Apenas uma vez, reprimido por Hipólito Ribeiro, viu-se obrigado a lutar em condições desfavoráveis, em Canguçu Velho, sujeitando-se a séria derrota.

Ali perdeu muitas praças e vários oficiais, escapando-se ele próprio a duras penas. Foi quase ao findar da Revolução que Zeca Neto realizou sua maior façanha. Surpreendeu e tomou a cidade de Pelotas, ocupando-a quase totalmente, por algumas horas, não obstante a valorosa resistência oposta pela pequena guarnição republicana. A ocupação de Pelotas não foi propriamente uma vitória militar, não apenas pela desproporção numérica, entre as forças atacadas, como porque fora incompleta e efêmera. A ocupação não alcançou toda a área da cidade, não conseguiu silenciar a totalidade dos pontos de resistência, e durou umas poucas horas, somente.

Mas fora, inegavelmente, um feito útil à Revolução, tanto pela repercussão política favorável, como porque, na rica cidade sulina, onde o caudilho contava com inúmeros simpatizantes, fácil lhe fora se abastecer dos víveres e munições de que carecia com premência.

Ademais, o fato de conseguir atacar a segunda cidade do Estado, sem que a Brigada Juvêncio de Lemos, o impedisse, deve ser levado a crédito de Zeca Neto, velho caudilho de setenta e dois anos, que assim dava provas de uma capacidade de agir e movimentar tropas que só deveria esperar de um fogoso guerreiro de trinta anos. Houve um momento, na Revolução de 1923, em que Zeca Neto, numa de suas meteóricas incursões, chegou a estar à vista da Capital do Estado, na atual cidade de Guaíba, naquele tempo chamada Pedras Brancas.

Registrou-se, então, considerável susto popular em Porto Alegre. As famílias recolheram-se ante a expectativa de um combate. Os estrategistas de cafés revisavam seus cálculos, enquanto os boatos de todas as cores fervilhavam nas ruas.

O velho Largo dos Medeiros manteve seu prestígio, fazendo-se o centro das informações alarmantes.

Já alguns governistas cumprimentavam com mal disfarçada subserviência, certos figurões da oposição, como quem aplaina o terreno para o futuro incerto.

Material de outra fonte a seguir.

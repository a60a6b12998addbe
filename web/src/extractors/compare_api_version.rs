use crate::extractors::RejectionType;
use axum::{
    extract::FromRequestParts,
    http::{request::Parts, StatusCode},
};
use log::*;
use semver::Version;
use service::config::ApiVersion;

/// Rejects requests whose `x-version` header names no API version this
/// server exposes.
pub(crate) struct CompareApiVersion(pub Version);

impl<S> FromRequestParts<S> for CompareApiVersion
where
    S: Send + Sync,
{
    type Rejection = RejectionType;

    async fn from_request_parts(parts: &mut Parts, _state: &S) -> Result<Self, Self::Rejection> {
        let header = parts
            .headers
            .get(ApiVersion::field_name())
            .and_then(|value| value.to_str().ok())
            .ok_or_else(|| {
                (
                    StatusCode::BAD_REQUEST,
                    format!("Missing {} header", ApiVersion::field_name()),
                )
            })?;

        let version = Version::parse(header).map_err(|e| {
            debug!("Unparseable API version {header:?}: {e}");
            (
                StatusCode::BAD_REQUEST,
                format!("Invalid API version: {header}"),
            )
        })?;

        let supported = ApiVersion::versions()
            .iter()
            .filter_map(|v| Version::parse(v).ok())
            .any(|v| v == version);

        if supported {
            Ok(CompareApiVersion(version))
        } else {
            warn!("Request for unsupported API version {version}");
            Err((
                StatusCode::BAD_REQUEST,
                format!("Unsupported API version: {version}"),
            ))
        }
    }
}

Aníbal estava às portas de Roma.

Entretanto, a aproximação de Zeca Neto era de todo inofensivo, pois, mesmo que não houvesse o rio Guaíba pelo meio, restaria ainda a circunstância decisiva de não possuir o caudilho a menor condição material para atacar uma cidade bem guarnecida, como se achava Porto Alegre naquela ocasião.

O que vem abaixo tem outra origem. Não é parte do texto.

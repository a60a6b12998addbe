use sea_orm_migration::prelude::*;

#[derive(DeriveMigrationName)]
pub struct Migration;

#[derive(DeriveIden)]
enum Events {
    Table,
    Id,
    HostId,
    Title,
    Description,
    LocationName,
    Latitude,
    Longitude,
    ImageUrl,
    Date,
    Price,
    TotalTickets,
    RemainingTickets,
    AverageRating,
    ReviewCount,
    IsActive,
    CreatedAt,
    UpdatedAt,
}

#[derive(DeriveIden)]
enum Users {
    Table,
    Id,
}

#[async_trait::async_trait]
impl MigrationTrait for Migration {
    async fn up(&self, manager: &SchemaManager) -> Result<(), DbErr> {
        manager
            .create_table(
                Table::create()
                    .table((Alias::new("hyperlocal"), Events::Table))
                    .if_not_exists()
                    .col(
                        ColumnDef::new(Events::Id)
                            .uuid()
                            .not_null()
                            .primary_key()
                            .default(Expr::cust("gen_random_uuid()")),
                    )
                    .col(ColumnDef::new(Events::HostId).uuid().not_null())
                    .col(ColumnDef::new(Events::Title).string().not_null())
                    .col(ColumnDef::new(Events::Description).text().not_null())
                    .col(ColumnDef::new(Events::LocationName).string().not_null())
                    .col(ColumnDef::new(Events::Latitude).double().not_null())
                    .col(ColumnDef::new(Events::Longitude).double().not_null())
                    .col(ColumnDef::new(Events::ImageUrl).string())
                    .col(
                        ColumnDef::new(Events::Date)
                            .timestamp_with_time_zone()
                            .not_null(),
                    )
                    .col(
                        ColumnDef::new(Events::Price)
                            .double()
                            .not_null()
                            .default(0.0)
                            .check(Expr::col(Events::Price).gte(0.0)),
                    )
                    .col(
                        ColumnDef::new(Events::TotalTickets)
                            .integer()
                            .not_null()
                            .check(Expr::col(Events::TotalTickets).gte(1)),
                    )
                    .col(ColumnDef::new(Events::RemainingTickets).integer().not_null())
                    .col(
                        ColumnDef::new(Events::AverageRating)
                            .double()
                            .not_null()
                            .default(0.0),
                    )
                    .col(
                        ColumnDef::new(Events::ReviewCount)
                            .integer()
                            .not_null()
                            .default(0),
                    )
                    .col(
                        ColumnDef::new(Events::IsActive)
                            .boolean()
                            .not_null()
                            .default(true),
                    )
                    .col(
                        ColumnDef::new(Events::CreatedAt)
                            .timestamp_with_time_zone()
                            .not_null()
                            .default(Expr::current_timestamp()),
                    )
                    .col(
                        ColumnDef::new(Events::UpdatedAt)
                            .timestamp_with_time_zone()
                            .not_null()
                            .default(Expr::current_timestamp()),
                    )
                    // The decrement in the reservation transaction relies on this
                    .check(
                        Expr::col(Events::RemainingTickets).gte(0).and(
                            Expr::col(Events::RemainingTickets)
                                .lte(Expr::col(Events::TotalTickets)),
                        ),
                    )
                    .foreign_key(
                        ForeignKey::create()
                            .name("events_host_id_fkey")
                            .from(
                                (Alias::new("hyperlocal"), Events::Table),
                                Events::HostId,
                            )
                            .to((Alias::new("hyperlocal"), Users::Table), Users::Id)
                            .on_delete(ForeignKeyAction::Cascade)
                            .on_update(ForeignKeyAction::NoAction),
                    )
                    .to_owned(),
            )
            .await?;

        Ok(())
    }

    async fn down(&self, manager: &SchemaManager) -> Result<(), DbErr> {
        manager
            .drop_table(
                Table::drop()
                    .table((Alias::new("hyperlocal"), Events::Table))
                    .to_owned(),
            )
            .await?;

        Ok(())
    }
}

Nem Zeca Neto pretenderia mais do que se mostrar à sede do Governo para efeito de prestígio e propaganda. Feita a paz de Pedras Altas, (14-12-1923), Neto voltou às atividades de fazendeiro, dedicando-se também ao aliciamento eleitoral para as fileiras da oposição. Mas, em face de novo surto de rebeldia no Estado, em 1926, não se conteve. Emigrou para o território uruguaio e lá reuniu apreciável grupo de companheiros à frente dos quais cruzou, de regresso, a fronteira rio-grandense, invadindo o Estado em tropel de guerra. Estava, então, com setenta e cinco anos de idade. Seu vigor físico era ainda perfeito, podendo, como demonstrou, montar a cavalo sem se utilizar dos estribos, mas já não encontrou ambiente para repetir as façanhas anteriores. Companheiros de valor, como Dario Crespo e outros da passada campanha, desta vez, não o quiseram acompanhar, e o caudilho se deixou cercar por indivíduos tais como João Castelhano, de tenebrosa memória. À sombra do nome caudilho foram praticados crimes repulsivos, como o degolamento do delegado de polícia de S. Sepé, Capitão da Brigada Militar, homem benquisto por gregos e troianos naquela cidade.

Zeca Neto já não podia conter os impulsos inferiores de seus comandados.

Essa campanha felizmente durou pouco. Depois de algumas escaramuças, o caudilho foi derrotado pelo coronel Hipólito Ribeiro e perseguido, sem quartel, pelo comandante de vanguarda do 'Destacamento Hipólito', tenente coronel Delfino Silveira, sendo obrigado a regressar à República vizinha, desanimado e sem condições para tentar novas aventuras.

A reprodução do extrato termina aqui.